I’ve been considering how to have highly available self-hosted version of n8n with AWS that can take advantage of its autoscaling while also still abstracting all of this from our non-devs.
I’ve considered a few things like having API Gateway handle a greedy route of /webhook/* and forward it to SQS to be handled, but this feels useless since the code to add a job to the redis queue isn’t exposed via some API, so I’d need to go review the internal code and write a lambda duplicating it.
Before I go through a large list of design patterns trying to fit into the suggestions at in the scaling docs, it’d be great to learn if someone else has already established a good pattern for the webhook workers pool, workers pool, and main host.
I suppose using ECS with load balancing for everything might make more sense and be the least effort, but would love to hear what people have done.
If there is any documentation or tutorials for any service where someone has implemented all of the best practices outlined in n8n’s advanced scaling section, that’d also be super helpful.
I keep searching and all of the examples I’m finding are for the most basic implementation.
If nothing pans out, I think API Gateway, ECS, Elasticache, and the correct loadbalancing config should be enough. It’s always nice to see what others have done though.
Your question is super interesting. I have on my to-do list a benchmark to really crunch the numbers of how n8n scales. Also as part of this task comes the documentation process.
You got the overall idea, but I’m not sure about elasticache. API gateway is also not mandatory as a simple application load balancer should be enough.

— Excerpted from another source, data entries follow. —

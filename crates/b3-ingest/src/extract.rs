//! Line counting and batch extraction
//!
//! Sources are streamed as raw bytes. A line is everything up to and
//! including the next `\n`; a final line without a terminator still counts.

use std::io::{self, BufRead};

use tracing::trace;

use crate::error::{EtlError, Result};
use crate::layout::LineLayout;
use crate::models::RawRecord;

/// Count the lines of a source in one pass without buffering it.
///
/// Returns 0 for an empty source. The last zero-based line index is
/// `count - 1`.
pub fn count_lines(reader: &mut dyn BufRead, source: &str) -> Result<u64> {
    let mut count = 0u64;
    let mut last_byte = None;

    loop {
        let chunk = match reader.fill_buf() {
            Ok(chunk) => chunk,
            Err(e) if e.kind() == io::ErrorKind::Interrupted => continue,
            Err(e) => return Err(corrupt(source, count, e)),
        };
        if chunk.is_empty() {
            break;
        }

        count += chunk.iter().filter(|&&b| b == b'\n').count() as u64;
        last_byte = chunk.last().copied();

        let consumed = chunk.len();
        reader.consume(consumed);
    }

    if matches!(last_byte, Some(b) if b != b'\n') {
        count += 1;
    }

    Ok(count)
}

/// Result of one extraction step
#[derive(Debug, Clone, PartialEq, Eq)]
pub struct ExtractedBatch {
    pub records: Vec<RawRecord>,
    /// Highest zero-based line index covered so far; `None` when nothing
    /// has been read
    pub highest_line_read: Option<u64>,
    /// The batch filled up and the source still has unread lines
    pub more_remain: bool,
}

/// Forward-only position over a source's lines
pub struct LineCursor<R> {
    reader: R,
    source: String,
    next_index: u64,
    line: Vec<u8>,
}

impl<R: BufRead> LineCursor<R> {
    pub fn new(reader: R, source: impl Into<String>) -> Self {
        Self {
            reader,
            source: source.into(),
            next_index: 0,
            line: Vec::with_capacity(256),
        }
    }

    /// Zero-based index of the next line to be read
    pub fn next_index(&self) -> u64 {
        self.next_index
    }

    /// Read lines up to and including `last`. Stops early at end of source.
    pub fn skip_through(&mut self, last: Option<u64>) -> Result<()> {
        let Some(last) = last else {
            return Ok(());
        };

        let from = self.next_index;
        while self.next_index <= last {
            if !self.read_line()? {
                break;
            }
        }
        trace!(source = %self.source, from, to = self.next_index, "Skipped processed lines");
        Ok(())
    }

    /// Slice up to `batch_size` lines from the current position
    pub fn take_batch(&mut self, layout: &LineLayout, batch_size: usize) -> Result<ExtractedBatch> {
        let mut records = Vec::with_capacity(batch_size);

        while records.len() < batch_size {
            let index = self.next_index;
            if !self.read_line()? {
                break;
            }
            records.push(layout.slice(index, &self.line));
        }

        let more_remain = records.len() == batch_size && self.has_more()?;

        Ok(ExtractedBatch {
            records,
            highest_line_read: self.next_index.checked_sub(1),
            more_remain,
        })
    }

    fn read_line(&mut self) -> Result<bool> {
        self.line.clear();
        let read = self
            .reader
            .read_until(b'\n', &mut self.line)
            .map_err(|e| corrupt(&self.source, self.next_index, e))?;
        if read == 0 {
            return Ok(false);
        }
        self.next_index += 1;
        Ok(true)
    }

    fn has_more(&mut self) -> Result<bool> {
        loop {
            match self.reader.fill_buf() {
                Ok(buf) => return Ok(!buf.is_empty()),
                Err(e) if e.kind() == io::ErrorKind::Interrupted => continue,
                Err(e) => return Err(corrupt(&self.source, self.next_index, e)),
            }
        }
    }
}

/// Extract one batch from a freshly opened source.
///
/// Lines with index `<= start_after` are skipped; `None` starts at line 0.
/// Each call rescans from the top, so a session that processes a whole file
/// should hold a single [`LineCursor`] instead.
pub fn extract_batch(
    reader: &mut dyn BufRead,
    source: &str,
    layout: &LineLayout,
    start_after: Option<u64>,
    batch_size: usize,
) -> Result<ExtractedBatch> {
    let mut cursor = LineCursor::new(reader, source);
    cursor.skip_through(start_after)?;
    let mut batch = cursor.take_batch(layout, batch_size)?;
    // Never report less progress than the caller already had.
    batch.highest_line_read = batch.highest_line_read.max(start_after);
    Ok(batch)
}

fn corrupt(source: &str, line: u64, error: io::Error) -> EtlError {
    EtlError::SourceCorrupt {
        file: source.to_string(),
        line,
        source: error,
    }
}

My recommendation is that you set up ECS with 3 different tasks and a few services:
Postgres 13+ as a shared database for all your workflows
A Redis cluster that will be also used by all your n8n instances
1 task running the n8n default process in queue mode and webhooks disabled. This will cause this "main’ process to run forever and getting restarted if necessary. This one should not have replication i.e. should be a single instance of n8n
1 task running worker processes that can have multiple instances on the same machine. Each worker uses 1 process therefore running multiple instances helps you better use your resources that scale based on CPU / network
1 task running webhook processes that can also have multiple copies in the same host. Just like the workers, these are single processes so running multiple instances helps better use your resources
So what happens in the end is that your main n8n instance will be responsible for triggering workflows that are not webhook based, like crons, polls, etc. Everything else will be run on workers or webhook nodes. For this reason, this instance cannot and should not be scaled as this would cause duplication of work.
Your main instance is also your entry point to n8n, allowing you to edit workflows, view executions, etc.
If you have any more questions, feel free to add. I believe this community post can become a great place for a future documentation on deployment practices as your questions will help build this document.
Hey @krynble. I appreciate the thorough answer. My team is still evaluating a move from Zapier, primarily because it’s difficult to monitor and we’ve run into a lot of unexpected issues.
I’ll definitely report back if we go through with the implementation so that I can share any learnings we have.
Hey @krynble I’d love to implement your proposed solution, but I have zero knowledge in AWS ECS. I’ve been reading about it lately, but would love some pointers on what to focus on… Fargate vs EC2? Should I worry about load balancing from the beginning, or can it be set up later? How about networking, any consideration about using the default or create a new VPC + subnets?
If you have any indication of tutorials you’ve used, that would also be appreciated
I guess using Fargate is easier than EC2 since it’s less stuff for you to manage but maybe it’s slightly more expensive.
About load balancing I think it’s worth exploring it from the start otherwise the port mapping will be a mess. I strongly suggest you quickly hack a prototype, ECS setup is very user friendly and explains step by step how to set it up properly.
In regards to networking, the default settings should be ok to start. You can then later migrate your instances around (but this will probably cause some downtime).
@krynble We are trying to do something similar.
We are planning to buy Self-hosting Enterprise License. Can you look into the above logical architecture and let me know how can we place the multi-main setup here.
I am not able to find any documentations related to this. How multi-main setup of n8n will work in ECS fargate setup and how do we have to scale that way.
Unfortunately, I haven’t deployed n8n in an AWS environment for a long time, and I have not used AWS Fargate either.
If you’re unsure, I think your best option would be to discuss this with your n8n sales contact (who can liaise with our solution engineering team if necessary).